Data for analysis:

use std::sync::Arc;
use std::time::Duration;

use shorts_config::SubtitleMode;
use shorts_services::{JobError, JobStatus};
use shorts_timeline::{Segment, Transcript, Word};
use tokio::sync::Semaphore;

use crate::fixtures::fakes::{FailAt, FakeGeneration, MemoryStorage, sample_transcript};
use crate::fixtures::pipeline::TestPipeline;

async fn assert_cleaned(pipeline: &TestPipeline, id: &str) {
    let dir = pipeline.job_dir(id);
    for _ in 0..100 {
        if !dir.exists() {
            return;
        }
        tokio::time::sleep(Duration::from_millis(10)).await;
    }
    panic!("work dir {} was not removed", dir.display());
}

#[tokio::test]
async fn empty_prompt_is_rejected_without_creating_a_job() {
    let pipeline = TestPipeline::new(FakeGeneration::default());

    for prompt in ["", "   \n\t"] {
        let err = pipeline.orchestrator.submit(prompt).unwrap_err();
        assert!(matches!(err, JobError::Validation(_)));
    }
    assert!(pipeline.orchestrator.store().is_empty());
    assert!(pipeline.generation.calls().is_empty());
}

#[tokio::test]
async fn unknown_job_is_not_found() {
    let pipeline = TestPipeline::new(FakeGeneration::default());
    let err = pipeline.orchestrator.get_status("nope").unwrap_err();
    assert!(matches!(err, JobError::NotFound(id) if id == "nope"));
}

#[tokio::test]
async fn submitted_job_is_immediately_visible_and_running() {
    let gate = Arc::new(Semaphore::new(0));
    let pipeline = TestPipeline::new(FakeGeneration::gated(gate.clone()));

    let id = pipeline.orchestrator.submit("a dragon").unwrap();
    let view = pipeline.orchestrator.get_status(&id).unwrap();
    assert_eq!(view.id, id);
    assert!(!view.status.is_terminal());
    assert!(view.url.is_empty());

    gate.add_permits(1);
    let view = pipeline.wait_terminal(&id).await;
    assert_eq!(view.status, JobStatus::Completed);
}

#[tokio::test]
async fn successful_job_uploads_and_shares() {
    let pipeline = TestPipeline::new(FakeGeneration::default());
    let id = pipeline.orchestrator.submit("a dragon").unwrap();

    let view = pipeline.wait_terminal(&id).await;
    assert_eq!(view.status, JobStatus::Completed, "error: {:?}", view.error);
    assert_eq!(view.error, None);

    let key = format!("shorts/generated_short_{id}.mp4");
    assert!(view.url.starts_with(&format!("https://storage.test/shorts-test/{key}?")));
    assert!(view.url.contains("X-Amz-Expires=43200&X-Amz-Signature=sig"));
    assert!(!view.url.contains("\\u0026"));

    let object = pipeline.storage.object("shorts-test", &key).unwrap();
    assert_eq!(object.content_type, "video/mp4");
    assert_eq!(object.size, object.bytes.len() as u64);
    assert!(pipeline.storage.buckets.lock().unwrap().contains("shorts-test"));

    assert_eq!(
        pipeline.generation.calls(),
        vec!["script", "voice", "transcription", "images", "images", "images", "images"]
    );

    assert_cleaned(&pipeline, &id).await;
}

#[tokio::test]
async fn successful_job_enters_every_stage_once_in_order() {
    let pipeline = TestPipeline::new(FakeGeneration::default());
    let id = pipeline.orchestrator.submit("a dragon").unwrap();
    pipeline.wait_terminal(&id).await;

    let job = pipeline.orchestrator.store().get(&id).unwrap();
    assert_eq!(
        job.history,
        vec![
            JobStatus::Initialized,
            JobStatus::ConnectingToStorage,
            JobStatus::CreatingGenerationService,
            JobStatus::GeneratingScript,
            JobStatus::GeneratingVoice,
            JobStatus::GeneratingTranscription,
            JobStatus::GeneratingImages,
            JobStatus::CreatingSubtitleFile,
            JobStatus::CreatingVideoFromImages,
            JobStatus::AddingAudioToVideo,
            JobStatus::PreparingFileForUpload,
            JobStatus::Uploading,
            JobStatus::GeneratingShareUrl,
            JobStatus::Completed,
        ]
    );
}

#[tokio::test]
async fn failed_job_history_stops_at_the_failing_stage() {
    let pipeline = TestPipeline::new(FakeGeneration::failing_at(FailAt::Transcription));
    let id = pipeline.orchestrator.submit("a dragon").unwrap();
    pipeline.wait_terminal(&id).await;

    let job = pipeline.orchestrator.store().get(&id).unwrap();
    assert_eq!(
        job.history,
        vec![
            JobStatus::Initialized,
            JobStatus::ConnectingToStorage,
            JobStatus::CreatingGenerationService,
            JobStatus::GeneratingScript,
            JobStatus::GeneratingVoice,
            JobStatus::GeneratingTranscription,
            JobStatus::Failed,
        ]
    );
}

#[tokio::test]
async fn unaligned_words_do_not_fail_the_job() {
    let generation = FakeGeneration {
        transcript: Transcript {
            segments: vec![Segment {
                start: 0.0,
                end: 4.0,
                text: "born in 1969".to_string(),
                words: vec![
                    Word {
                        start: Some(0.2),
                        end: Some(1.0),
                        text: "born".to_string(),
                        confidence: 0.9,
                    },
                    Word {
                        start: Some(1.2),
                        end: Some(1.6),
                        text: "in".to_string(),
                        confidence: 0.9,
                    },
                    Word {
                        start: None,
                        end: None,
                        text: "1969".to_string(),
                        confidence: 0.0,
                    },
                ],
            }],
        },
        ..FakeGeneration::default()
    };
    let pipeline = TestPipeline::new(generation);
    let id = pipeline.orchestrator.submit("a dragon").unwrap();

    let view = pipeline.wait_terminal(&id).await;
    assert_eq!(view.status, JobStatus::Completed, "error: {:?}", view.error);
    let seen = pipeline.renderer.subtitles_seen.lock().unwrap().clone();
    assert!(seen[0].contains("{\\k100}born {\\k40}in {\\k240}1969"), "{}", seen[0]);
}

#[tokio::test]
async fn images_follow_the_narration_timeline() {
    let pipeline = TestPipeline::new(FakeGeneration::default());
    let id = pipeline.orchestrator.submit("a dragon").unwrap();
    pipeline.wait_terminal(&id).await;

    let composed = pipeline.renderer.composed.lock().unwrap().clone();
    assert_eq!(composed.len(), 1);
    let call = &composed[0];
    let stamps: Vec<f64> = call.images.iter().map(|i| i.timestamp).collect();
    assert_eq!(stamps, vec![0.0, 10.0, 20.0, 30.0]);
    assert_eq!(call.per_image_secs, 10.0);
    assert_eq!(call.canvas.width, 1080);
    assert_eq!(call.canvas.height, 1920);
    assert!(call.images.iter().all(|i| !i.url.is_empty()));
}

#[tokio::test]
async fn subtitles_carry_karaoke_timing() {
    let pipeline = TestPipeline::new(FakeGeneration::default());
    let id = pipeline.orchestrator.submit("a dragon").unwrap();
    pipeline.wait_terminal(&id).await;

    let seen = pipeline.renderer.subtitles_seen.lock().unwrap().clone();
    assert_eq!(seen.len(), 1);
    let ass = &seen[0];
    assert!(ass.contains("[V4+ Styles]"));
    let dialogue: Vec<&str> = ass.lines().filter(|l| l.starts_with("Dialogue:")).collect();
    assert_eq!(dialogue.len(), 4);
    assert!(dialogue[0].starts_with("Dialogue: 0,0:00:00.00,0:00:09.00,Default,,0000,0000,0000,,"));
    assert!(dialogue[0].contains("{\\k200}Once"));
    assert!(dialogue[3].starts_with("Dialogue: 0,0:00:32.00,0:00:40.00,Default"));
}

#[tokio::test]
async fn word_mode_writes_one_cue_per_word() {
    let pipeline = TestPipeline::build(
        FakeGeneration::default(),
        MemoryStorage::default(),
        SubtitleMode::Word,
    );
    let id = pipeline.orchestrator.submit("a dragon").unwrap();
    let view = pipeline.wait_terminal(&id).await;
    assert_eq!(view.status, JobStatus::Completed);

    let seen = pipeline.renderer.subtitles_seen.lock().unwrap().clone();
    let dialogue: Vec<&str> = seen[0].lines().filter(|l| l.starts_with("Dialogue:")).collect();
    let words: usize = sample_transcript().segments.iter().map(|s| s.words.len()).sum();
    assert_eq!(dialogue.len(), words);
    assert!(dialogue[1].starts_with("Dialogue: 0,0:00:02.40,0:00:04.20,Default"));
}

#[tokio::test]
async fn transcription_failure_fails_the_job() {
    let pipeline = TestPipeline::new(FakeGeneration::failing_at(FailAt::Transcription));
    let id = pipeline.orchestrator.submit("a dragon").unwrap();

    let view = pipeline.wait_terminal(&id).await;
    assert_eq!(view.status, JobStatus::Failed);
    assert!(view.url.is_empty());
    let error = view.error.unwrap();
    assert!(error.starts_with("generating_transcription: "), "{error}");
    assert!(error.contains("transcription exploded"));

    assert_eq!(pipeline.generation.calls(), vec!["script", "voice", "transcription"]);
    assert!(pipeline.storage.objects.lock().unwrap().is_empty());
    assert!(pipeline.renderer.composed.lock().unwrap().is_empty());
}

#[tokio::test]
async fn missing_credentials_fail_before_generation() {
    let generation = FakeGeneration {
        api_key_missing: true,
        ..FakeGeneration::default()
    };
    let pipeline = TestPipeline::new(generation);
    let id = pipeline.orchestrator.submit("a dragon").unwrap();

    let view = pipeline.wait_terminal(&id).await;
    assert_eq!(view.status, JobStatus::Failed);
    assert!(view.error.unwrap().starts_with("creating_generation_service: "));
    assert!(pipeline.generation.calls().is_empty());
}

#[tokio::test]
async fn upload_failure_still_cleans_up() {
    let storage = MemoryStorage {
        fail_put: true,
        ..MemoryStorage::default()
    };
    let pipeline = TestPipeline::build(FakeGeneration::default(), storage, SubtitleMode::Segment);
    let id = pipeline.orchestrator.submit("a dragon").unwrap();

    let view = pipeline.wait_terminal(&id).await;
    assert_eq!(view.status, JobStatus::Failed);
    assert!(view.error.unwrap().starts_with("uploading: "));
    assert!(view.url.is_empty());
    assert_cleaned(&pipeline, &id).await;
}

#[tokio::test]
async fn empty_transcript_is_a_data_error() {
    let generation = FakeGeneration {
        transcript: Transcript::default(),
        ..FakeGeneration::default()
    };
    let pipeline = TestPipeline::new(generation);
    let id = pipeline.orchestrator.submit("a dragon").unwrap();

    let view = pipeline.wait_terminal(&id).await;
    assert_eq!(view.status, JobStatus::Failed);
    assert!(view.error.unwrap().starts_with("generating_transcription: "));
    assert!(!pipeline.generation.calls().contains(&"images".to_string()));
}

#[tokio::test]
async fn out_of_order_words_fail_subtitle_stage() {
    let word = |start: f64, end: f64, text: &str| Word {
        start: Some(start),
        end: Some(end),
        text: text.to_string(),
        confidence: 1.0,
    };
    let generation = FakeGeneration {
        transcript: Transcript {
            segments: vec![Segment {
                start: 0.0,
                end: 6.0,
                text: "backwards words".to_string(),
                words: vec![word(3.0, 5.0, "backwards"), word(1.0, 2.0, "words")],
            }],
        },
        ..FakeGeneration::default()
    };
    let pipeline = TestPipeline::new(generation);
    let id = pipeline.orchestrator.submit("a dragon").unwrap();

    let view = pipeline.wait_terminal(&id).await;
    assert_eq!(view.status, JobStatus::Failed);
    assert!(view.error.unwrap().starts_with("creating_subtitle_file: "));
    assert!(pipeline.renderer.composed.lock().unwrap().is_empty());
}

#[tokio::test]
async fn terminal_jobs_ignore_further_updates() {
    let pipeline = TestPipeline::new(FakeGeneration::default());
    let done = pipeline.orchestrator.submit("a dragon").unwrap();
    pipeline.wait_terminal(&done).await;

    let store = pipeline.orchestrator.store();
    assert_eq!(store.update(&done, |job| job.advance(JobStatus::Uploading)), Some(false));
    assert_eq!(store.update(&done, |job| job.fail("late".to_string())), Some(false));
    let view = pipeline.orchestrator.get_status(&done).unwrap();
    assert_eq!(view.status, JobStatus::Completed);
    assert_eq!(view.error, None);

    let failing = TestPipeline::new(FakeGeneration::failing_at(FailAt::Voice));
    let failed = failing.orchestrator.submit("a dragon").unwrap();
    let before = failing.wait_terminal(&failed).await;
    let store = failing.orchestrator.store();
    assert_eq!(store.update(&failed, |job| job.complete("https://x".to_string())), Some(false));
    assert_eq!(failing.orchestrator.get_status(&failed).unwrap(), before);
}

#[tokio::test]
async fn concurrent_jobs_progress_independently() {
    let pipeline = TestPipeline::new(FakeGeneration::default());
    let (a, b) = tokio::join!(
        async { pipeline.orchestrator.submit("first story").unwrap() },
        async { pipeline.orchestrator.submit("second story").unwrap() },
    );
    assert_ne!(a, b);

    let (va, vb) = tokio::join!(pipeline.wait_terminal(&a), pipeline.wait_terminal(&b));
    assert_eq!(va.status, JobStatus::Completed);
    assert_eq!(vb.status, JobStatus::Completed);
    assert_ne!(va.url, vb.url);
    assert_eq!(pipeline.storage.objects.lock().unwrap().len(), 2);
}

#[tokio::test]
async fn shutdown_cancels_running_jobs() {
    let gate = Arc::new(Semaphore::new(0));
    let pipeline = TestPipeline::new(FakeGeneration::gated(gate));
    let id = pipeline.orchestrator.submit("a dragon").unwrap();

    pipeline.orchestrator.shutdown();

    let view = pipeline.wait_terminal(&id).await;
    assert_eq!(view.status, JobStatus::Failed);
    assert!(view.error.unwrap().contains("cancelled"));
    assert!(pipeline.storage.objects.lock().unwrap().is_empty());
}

About this exercise: Count, and answer with the number only: how many lines of the data include the string "iter"?

Written reply: 3